Max turned to find Mrs Grace Ransleigh, mistress of Barton Abbey and Alastair's mother, standing behind them. 'Sorry, Mama,' Alastair said, leaning down to give the petite, dark-haired lady a hug. When he straightened, a flush coloured his handsome face; probably chagrin, Max thought, that Mrs Ransleigh had overhead his uncharitable remark. 'You know I'm a terrible correspondent.'
'A fact I find astonishing,' his mother replied, retaining Alastair's hands in a light grip, 'when I recall that as a boy, you were seldom without a pen, jotting down some observation or other.'
A flash of something that looked like pain passed across his cousin's face, so quickly Max wasn't sure he'd actually seen it. 'That was a long time ago, Mama.'
Sorrow softened her features. 'Perhaps. But a mother never forgets. In any event, after all those years in the army, always throwing yourself into the most dangerous part of the action, I'm too delighted to have you safely home to quibble about the lack of notice—though I fear you will have to suffer through the house party. With the guests already arriving, I can hardly call it off now.'
Releasing her son's hands with obvious reluctance, she turned to Max. 'It's good to see you, too, my dear Max.'
'If I'd known you were entertaining innocents, Aunt Grace, I wouldn't have agreed to meet Alastair here,' Max assured her as he leaned down to kiss her cheek.

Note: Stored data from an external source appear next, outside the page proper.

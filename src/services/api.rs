use pushkind_common::domain::auth::AuthenticatedUser;

use crate::SERVICE_ACCESS_ROLE;
use crate::dto::api::{ClientsQuery, ClientsResponse};
use crate::dto::main::ClientRow;
use crate::pagination::DEFAULT_ITEMS_PER_PAGE;
use crate::repository::{ClientListQuery, ClientReader};
use crate::services::{ServiceError, ServiceResult, ensure_role, user_hub};

/// Returns the filtered list of clients visible to the authenticated user,
/// each with its legacy stage and progress.
pub fn list_clients<R>(
    repo: &R,
    user: &AuthenticatedUser,
    params: ClientsQuery,
) -> ServiceResult<ClientsResponse>
where
    R: ClientReader + ?Sized,
{
    ensure_role(user, SERVICE_ACCESS_ROLE)?;

    let mut query = ClientListQuery::new(user_hub(user)?);

    if let Some(page) = params.page {
        query = query.paginate(page, DEFAULT_ITEMS_PER_PAGE);
    }

    if let Some(archived) = params.archived {
        query = query.archived(archived);
    }

    if let Some(term) = params
        .search
        .map(|s| s.trim().to_string())
        .filter(|s| !s.is_empty())
    {
        query = query.search(term);
    }

    let (total, clients) = repo.list_clients(query).map_err(ServiceError::from)?;

    Ok(ClientsResponse {
        total,
        clients: clients.into_iter().map(ClientRow::from).collect(),
    })
}

#[cfg(all(test, feature = "test-mocks"))]
mod tests {
    use super::*;
    use crate::domain::stage::ReturnStage;
    use crate::repository::mock::MockRepository;
    use crate::services::test_support::{client, user_with_roles, viewer_user};

    #[test]
    fn lists_every_client_without_filters() {
        let mut repo = MockRepository::new();
        repo.expect_list_clients()
            .withf(|query| {
                query.archived.is_none() && query.search.is_none() && query.pagination.is_none()
            })
            .returning(|_| {
                Ok((
                    2,
                    vec![
                        client(1, "Alice", None),
                        client(2, "Bob", Some(ReturnStage::Filed)),
                    ],
                ))
            });

        let response =
            list_clients(&repo, &viewer_user(), ClientsQuery::default()).expect("clients");

        assert_eq!(response.total, 2);
        assert_eq!(response.clients[0].stage, ReturnStage::NotStarted);
        assert!(response.clients[1].complete);
    }

    #[test]
    fn blank_search_is_ignored() {
        let mut repo = MockRepository::new();
        repo.expect_list_clients()
            .withf(|query| query.search.is_none() && query.archived == Some(true))
            .returning(|_| Ok((0, Vec::new())));

        let params = ClientsQuery {
            search: Some("   ".to_string()),
            page: None,
            archived: Some(true),
        };
        assert!(list_clients(&repo, &viewer_user(), params).is_ok());
    }

    #[test]
    fn requires_portal_role() {
        let repo = MockRepository::new();
        let result = list_clients(&repo, &user_with_roles(&["billing"]), ClientsQuery::default());
        assert!(matches!(result, Err(ServiceError::Unauthorized)));
    }
}
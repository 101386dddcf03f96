//! Page window shown under paginated lists.

use serde::Serialize;

pub const DEFAULT_ITEMS_PER_PAGE: usize = 20;

fn get_pages(
    total_pages: usize,
    current_page: usize,
    left_edge: usize,
    left_current: usize,
    right_current: usize,
    right_edge: usize,
) -> Vec<Option<usize>> {
    let last_page = total_pages;

    if last_page == 0 {
        return vec![];
    }
    let current_page = current_page.min(last_page);

    let mut pages = Vec::new();

    let left_end = (1 + left_edge).min(last_page + 1);
    pages.extend((1..left_end).map(Some));

    let mid_start = left_end.max(current_page.saturating_sub(left_current));
    let mid_end = current_page
        .saturating_add(right_current)
        .saturating_add(1)
        .min(last_page + 1);

    if mid_start > left_end {
        pages.push(None);
    }
    pages.extend((mid_start..mid_end).map(Some));

    let right_start = mid_end.max(last_page.saturating_sub(right_edge) + 1);

    if right_start > mid_end {
        pages.push(None);
    }
    pages.extend((right_start..=last_page).map(Some));

    pages
}

#[derive(Serialize)]
pub struct Paginated<T> {
    pub items: Vec<T>,
    pub pages: Vec<Option<usize>>,
    pub page: usize,
}

impl<T> Paginated<T> {
    /// Wraps one page of `items`; page numbers start at 1.
    pub fn new(items: Vec<T>, current_page: usize, total_pages: usize) -> Self {
        let current_page = if current_page == 0 { 1 } else { current_page };

        let pages = get_pages(total_pages, current_page, 2, 2, 4, 2);

        Self {
            items,
            pages,
            page: current_page,
        }
    }
}

#[cfg(test)]
mod tests {
    use super::*;

    #[test]
    fn short_lists_show_every_page() {
        assert_eq!(get_pages(3, 1, 2, 2, 4, 2), vec![Some(1), Some(2), Some(3)]);
        assert!(get_pages(0, 1, 2, 2, 4, 2).is_empty());
    }

    #[test]
    fn long_lists_elide_the_middle() {
        let pages = Paginated::new(Vec::<()>::new(), 10, 30).pages;
        assert_eq!(pages.first(), Some(&Some(1)));
        assert_eq!(pages.last(), Some(&Some(30)));
        assert!(pages.contains(&None));
        assert!(pages.contains(&Some(10)));
    }

    #[test]
    fn page_far_past_the_end_keeps_the_edges() {
        let pages = Paginated::new(Vec::<()>::new(), usize::MAX, 30).pages;
        assert_eq!(pages.first(), Some(&Some(1)));
        assert_eq!(pages.last(), Some(&Some(30)));
    }

    #[test]
    fn page_zero_reads_as_first() {
        assert_eq!(Paginated::new(vec![1], 0, 1).page, 1);
    }
}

'Nonsense,' she said stoutly. 'All you Ransleigh lads have run wild at Barton Abbey since you were scrubby schoolboys. You'll always be welcome in my home, Max, no matter how circumstances change.'
'Then you are kinder than Papa,' Max replied, trying for a light tone while his chest tightened with the familiar wash of anger, resentment and regret. Still, the cousins' unexpected appearance must have been an unpleasant shock to a hostess about to convene a gathering of eligible young maidens and their prospective suitors—an event of which they'd been unaware until the butler warned them about it upon their arrival half an hour ago.

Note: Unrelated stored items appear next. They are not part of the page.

use diesel::r2d2::{Error as R2D2Error, PoolError};
use diesel::result::{DatabaseErrorKind, Error as DieselError};
use thiserror::Error;

/// Storage failure reported by a repository implementation.
#[derive(Debug, Error)]
pub enum RepositoryError {
    #[error("Entity not found")]
    NotFound,

    /// A unique key already holds this value, e.g. a second stage slug.
    #[error("Duplicate entry: {0}")]
    Duplicate(String),

    /// Referential or check constraint rejected the write, e.g. a product
    /// pointer aimed at another product's stage.
    #[error("Constraint violation: {0}")]
    ConstraintViolation(String),

    /// Another writer held the database lock past the busy timeout.
    #[error("Database busy: {0}")]
    Busy(String),

    /// A stored row does not satisfy the domain types.
    #[error("Invalid stored row: {0}")]
    InvalidRow(String),

    #[error("Database error: {0}")]
    DatabaseError(String),

    #[error("Connection error: {0}")]
    ConnectionError(String),
}

pub type RepositoryResult<T> = Result<T, RepositoryError>;

impl RepositoryError {
    /// True for failures a retry of the same write may clear.
    pub fn is_transient(&self) -> bool {
        matches!(
            self,
            RepositoryError::Busy(_) | RepositoryError::ConnectionError(_)
        )
    }
}

fn is_lock_message(message: &str) -> bool {
    message.contains("database is locked") || message.contains("database is busy")
}

impl From<DieselError> for RepositoryError {
    fn from(err: DieselError) -> Self {
        match err {
            DieselError::NotFound => RepositoryError::NotFound,
            DieselError::DatabaseError(kind, info) => {
                let message = info.message().to_string();
                match kind {
                    DatabaseErrorKind::UniqueViolation => RepositoryError::Duplicate(message),
                    DatabaseErrorKind::ForeignKeyViolation
                    | DatabaseErrorKind::NotNullViolation
                    | DatabaseErrorKind::CheckViolation => {
                        RepositoryError::ConstraintViolation(message)
                    }
                    _ if is_lock_message(&message) => RepositoryError::Busy(message),
                    _ => RepositoryError::DatabaseError(message),
                }
            }
            DieselError::DeserializationError(e) => RepositoryError::InvalidRow(e.to_string()),
            other => RepositoryError::DatabaseError(other.to_string()),
        }
    }
}

impl From<R2D2Error> for RepositoryError {
    fn from(err: R2D2Error) -> Self {
        RepositoryError::ConnectionError(err.to_string())
    }
}

impl From<PoolError> for RepositoryError {
    fn from(err: PoolError) -> Self {
        RepositoryError::ConnectionError(err.to_string())
    }
}
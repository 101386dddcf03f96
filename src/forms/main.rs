use serde::Deserialize;
use validator::Validate;

use crate::domain::client::NewClient;
use crate::domain::types::{ClientEmail, ClientName, HubId, TypeConstraintError};

#[derive(Deserialize, Validate)]
/// Form data for onboarding a client.
pub struct AddClientForm {
    #[validate(length(min = 1))]
    pub name: String,
    /// Optional; an empty field means no email.
    #[serde(default)]
    pub email: String,
}

/// Validated onboarding data.
pub struct AddClientPayload {
    pub name: ClientName,
    pub email: Option<ClientEmail>,
}

impl TryFrom<AddClientForm> for AddClientPayload {
    type Error = TypeConstraintError;

    fn try_from(form: AddClientForm) -> Result<Self, Self::Error> {
        let email = match form.email.trim() {
            "" => None,
            email => Some(ClientEmail::new(email)?),
        };
        Ok(Self {
            name: ClientName::new(form.name)?,
            email,
        })
    }
}

impl AddClientPayload {
    pub fn into_domain(self, hub_id: HubId) -> NewClient {
        NewClient::new(hub_id, self.name, self.email)
    }
}

#[cfg(test)]
mod tests {
    use super::*;

    #[test]
    fn blank_email_is_dropped() {
        let payload = AddClientPayload::try_from(AddClientForm {
            name: " Jane ".to_string(),
            email: "  ".to_string(),
        })
        .expect("valid form");
        assert_eq!(payload.name.as_str(), "Jane");
        assert!(payload.email.is_none());
    }

    #[test]
    fn malformed_email_is_rejected() {
        let result = AddClientPayload::try_from(AddClientForm {
            name: "Jane".to_string(),
            email: "not-an-email".to_string(),
        });
        assert!(matches!(result, Err(TypeConstraintError::InvalidEmail)));
    }
}
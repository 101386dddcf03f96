use chrono::NaiveDateTime;
use diesel::prelude::*;

use crate::domain::client::{Client as DomainClient, NewClient as DomainNewClient};
use crate::domain::stage::ReturnStage;
use crate::domain::types::{ClientEmail, ClientId, ClientName, HubId, TypeConstraintError};

#[derive(Debug, Clone, Identifiable, Queryable, Selectable)]
#[diesel(table_name = crate::schema::clients)]
/// Diesel model for [`crate::domain::client::Client`].
pub struct Client {
    pub id: i32,
    pub hub_id: i32,
    pub name: String,
    pub email: Option<String>,
    pub return_stage: Option<String>,
    pub archived: bool,
    pub created_at: NaiveDateTime,
    pub updated_at: NaiveDateTime,
}

#[derive(Insertable)]
#[diesel(table_name = crate::schema::clients)]
/// Insertable form of [`Client`]. New clients carry no recorded stage.
pub struct NewClient<'a> {
    pub hub_id: i32,
    pub name: &'a str,
    pub email: Option<&'a str>,
}

#[derive(AsChangeset)]
#[diesel(table_name = crate::schema::clients)]
/// Single-row write of the legacy pipeline pointer.
pub struct UpdateReturnStage<'a> {
    pub return_stage: &'a str,
    pub updated_at: NaiveDateTime,
}

#[derive(AsChangeset)]
#[diesel(table_name = crate::schema::clients)]
pub struct UpdateArchived {
    pub archived: bool,
    pub updated_at: NaiveDateTime,
}

impl TryFrom<Client> for DomainClient {
    type Error = TypeConstraintError;

    fn try_from(client: Client) -> Result<Self, Self::Error> {
        Ok(Self {
            id: ClientId::try_from(client.id)?,
            hub_id: HubId::try_from(client.hub_id)?,
            name: ClientName::new(client.name)?,
            email: client.email.map(ClientEmail::new).transpose()?,
            return_stage: client
                .return_stage
                .as_deref()
                .map(ReturnStage::try_from)
                .transpose()?,
            archived: client.archived,
            created_at: client.created_at,
            updated_at: client.updated_at,
        })
    }
}

impl<'a> From<&'a DomainNewClient> for NewClient<'a> {
    fn from(client: &'a DomainNewClient) -> Self {
        Self {
            hub_id: client.hub_id.get(),
            name: client.name.as_str(),
            email: client.email.as_ref().map(ClientEmail::as_str),
        }
    }
}

impl UpdateReturnStage<'_> {
    #[must_use]
    pub fn new(stage: ReturnStage, updated_at: NaiveDateTime) -> Self {
        Self {
            return_stage: stage.as_str(),
            updated_at,
        }
    }
}

#[cfg(test)]
mod tests {
    use chrono::Utc;

    use super::*;

    fn db_client(return_stage: Option<&str>) -> Client {
        let now = Utc::now().naive_utc();
        Client {
            id: 1,
            hub_id: 2,
            name: "Jane Doe".to_string(),
            email: Some("jane@example.com".to_string()),
            return_stage: return_stage.map(str::to_string),
            archived: false,
            created_at: now,
            updated_at: now,
        }
    }

    #[test]
    fn from_domain_new_creates_newclient() {
        let domain = DomainNewClient::new(
            HubId::new(1).expect("valid hub id"),
            ClientName::new("John").expect("valid name"),
            ClientEmail::new("john@example.com").ok(),
        );
        let new: NewClient = (&domain).into();
        assert_eq!(new.hub_id, 1);
        assert_eq!(new.name, "John");
        assert_eq!(new.email, Some("john@example.com"));
    }

    #[test]
    fn client_into_domain_parses_stage() {
        let domain = DomainClient::try_from(db_client(Some("quality_review")))
            .expect("valid client");
        assert_eq!(domain.id.get(), 1);
        assert_eq!(domain.hub_id.get(), 2);
        assert_eq!(domain.return_stage, Some(ReturnStage::QualityReview));

        let domain = DomainClient::try_from(db_client(None)).expect("valid client");
        assert_eq!(domain.return_stage, None);
    }

    #[test]
    fn unknown_stored_stage_is_rejected() {
        let result = DomainClient::try_from(db_client(Some("submitted")));
        assert_eq!(
            result.err(),
            Some(TypeConstraintError::UnknownStage("submitted".to_string()))
        );
    }
}
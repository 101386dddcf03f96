use serde::Deserialize;
use validator::Validate;

#[derive(Deserialize, Validate)]
/// Manual selection of a client's legacy stage.
pub struct SetStageForm {
    pub client_id: i32,
    #[validate(length(min = 1))]
    pub stage: String,
}

#[derive(Deserialize)]
/// Toggles the archived flag. Stage is left as is.
pub struct ArchiveClientForm {
    pub client_id: i32,
    #[serde(default)]
    pub archived: bool,
}

#[derive(Deserialize, Validate)]
/// Assigns a product to a client.
pub struct AssignProductForm {
    pub client_id: i32,
    pub product_id: i32,
    /// Label of the instance, e.g. "2024 Individual Return".
    #[validate(length(min = 1))]
    pub name: String,
}

#[derive(Deserialize)]
/// Manual selection of a client product's stage.
pub struct SetProductStageForm {
    pub client_id: i32,
    pub client_product_id: i32,
    pub stage_id: i32,
}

As he'd just assured his aunt, had Max known Barton Abbey would be sheltering unmarried young ladies on the prowl for husbands, he would have taken care to stay far away.

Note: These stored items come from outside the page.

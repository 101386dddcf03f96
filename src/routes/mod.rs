pub mod api;
pub mod attention;
pub mod board;
pub mod client;
pub mod main;
pub mod products;
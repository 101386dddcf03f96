//! Audit trail of admin actions on a client.

use std::fmt::Display;

use chrono::{NaiveDateTime, Utc};
use serde::{Deserialize, Serialize};
use serde_json::{Value, json};

use crate::domain::stage::stage_label;
use crate::domain::types::{AdminId, ClientEventId, ClientId, ClientProductId};

#[derive(Clone, Debug, Serialize, Deserialize, PartialEq)]
pub struct ClientEvent {
    pub id: ClientEventId,
    pub client_id: ClientId,
    pub admin_id: AdminId,
    pub event_type: ClientEventType,
    pub event_data: Value,
    pub created_at: NaiveDateTime,
}

impl ClientEvent {
    /// Human readable summary used by the client history list.
    pub fn summary(&self) -> String {
        match self.event_type {
            ClientEventType::StageChanged => {
                let from = self.event_data["from"].as_str().map(stage_label);
                let to = self.event_data["to"].as_str().map(stage_label);
                match (from, to) {
                    (Some(from), Some(to)) => format!("{from} → {to}"),
                    (None, Some(to)) => format!("Moved to {to}"),
                    _ => "Stage changed".to_string(),
                }
            }
            ClientEventType::ProductAssigned => format!(
                "Assigned {}",
                self.event_data["name"].as_str().unwrap_or("product")
            ),
            ClientEventType::Archived => "Archived".to_string(),
            ClientEventType::Restored => "Restored".to_string(),
            ClientEventType::Other(ref kind) => kind.clone(),
        }
    }
}

#[derive(Clone, Debug, Serialize, Deserialize, PartialEq)]
pub enum ClientEventType {
    StageChanged,
    ProductAssigned,
    Archived,
    Restored,
    Other(String),
}

#[derive(Clone, Debug, PartialEq)]
pub struct NewClientEvent {
    pub client_id: ClientId,
    pub admin_id: AdminId,
    pub event_type: ClientEventType,
    pub event_data: Value,
    pub created_at: NaiveDateTime,
}

impl NewClientEvent {
    #[must_use]
    pub fn new(
        client_id: ClientId,
        admin_id: AdminId,
        event_type: ClientEventType,
        event_data: Value,
    ) -> Self {
        Self {
            client_id,
            admin_id,
            event_type,
            event_data,
            created_at: Utc::now().naive_utc(),
        }
    }

    /// Records a move of the legacy pipeline pointer.
    #[must_use]
    pub fn return_stage_changed(
        client_id: ClientId,
        admin_id: AdminId,
        from: Option<&str>,
        to: &str,
    ) -> Self {
        Self::new(
            client_id,
            admin_id,
            ClientEventType::StageChanged,
            json!({ "from": from, "to": to }),
        )
    }

    /// Records a move of a client product's pointer.
    #[must_use]
    pub fn product_stage_changed(
        client_id: ClientId,
        admin_id: AdminId,
        client_product_id: ClientProductId,
        from: Option<&str>,
        to: &str,
    ) -> Self {
        Self::new(
            client_id,
            admin_id,
            ClientEventType::StageChanged,
            json!({
                "client_product_id": client_product_id.get(),
                "from": from,
                "to": to,
            }),
        )
    }
}

impl Display for ClientEventType {
    fn fmt(&self, f: &mut std::fmt::Formatter<'_>) -> std::fmt::Result {
        match self {
            ClientEventType::StageChanged => write!(f, "StageChanged"),
            ClientEventType::ProductAssigned => write!(f, "ProductAssigned"),
            ClientEventType::Archived => write!(f, "Archived"),
            ClientEventType::Restored => write!(f, "Restored"),
            ClientEventType::Other(s) => write!(f, "{s}"),
        }
    }
}

impl From<&str> for ClientEventType {
    fn from(s: &str) -> Self {
        match s {
            "StageChanged" => ClientEventType::StageChanged,
            "ProductAssigned" => ClientEventType::ProductAssigned,
            "Archived" => ClientEventType::Archived,
            "Restored" => ClientEventType::Restored,
            _ => ClientEventType::Other(s.to_string()),
        }
    }
}

impl From<String> for ClientEventType {
    fn from(s: String) -> Self {
        s.as_str().into()
    }
}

He'd best talk with his cousin and decide what to do. 'Alastair, shall we get that glass of wine?'
'There's a full decanter in the library,' Mrs Ransleigh said. 'I'll send Wendell up with some cold ham, cheese and biscuits. One thing that never changes—I'm sure you boys are famished.'
'Bless you, Mama,' Alastair told her with a grin, while Max added his thanks. As they bowed and turned to go, Mrs Ransleigh said hesitantly, 'I don't suppose you care to dine with the party?'
'Amongst that virginal lot? Most assuredly not!' Alastair retorted. 'Even if we'd suddenly developed a taste for petticoat affairs, my respectable married sister would probably poison our wine were we to intrude our scandalous presence in the midst of her aspiring innocents. Come along, Max, before the smell of perfumed garments from those damned chests overcomes us.'
Thumping Max on the shoulder to set him in motion, Alastair paused to kiss his mother's hand. 'Tell the girls to visit us later, once their virginal guests are safely abed behind locked doors.'
Max followed his cousin down the hallway and into a large library comfortably furnished with well-worn leather chairs and a massive desk. 'Are you sure you don't want to leave?' he asked again as he drew out a decanter and filled two glasses.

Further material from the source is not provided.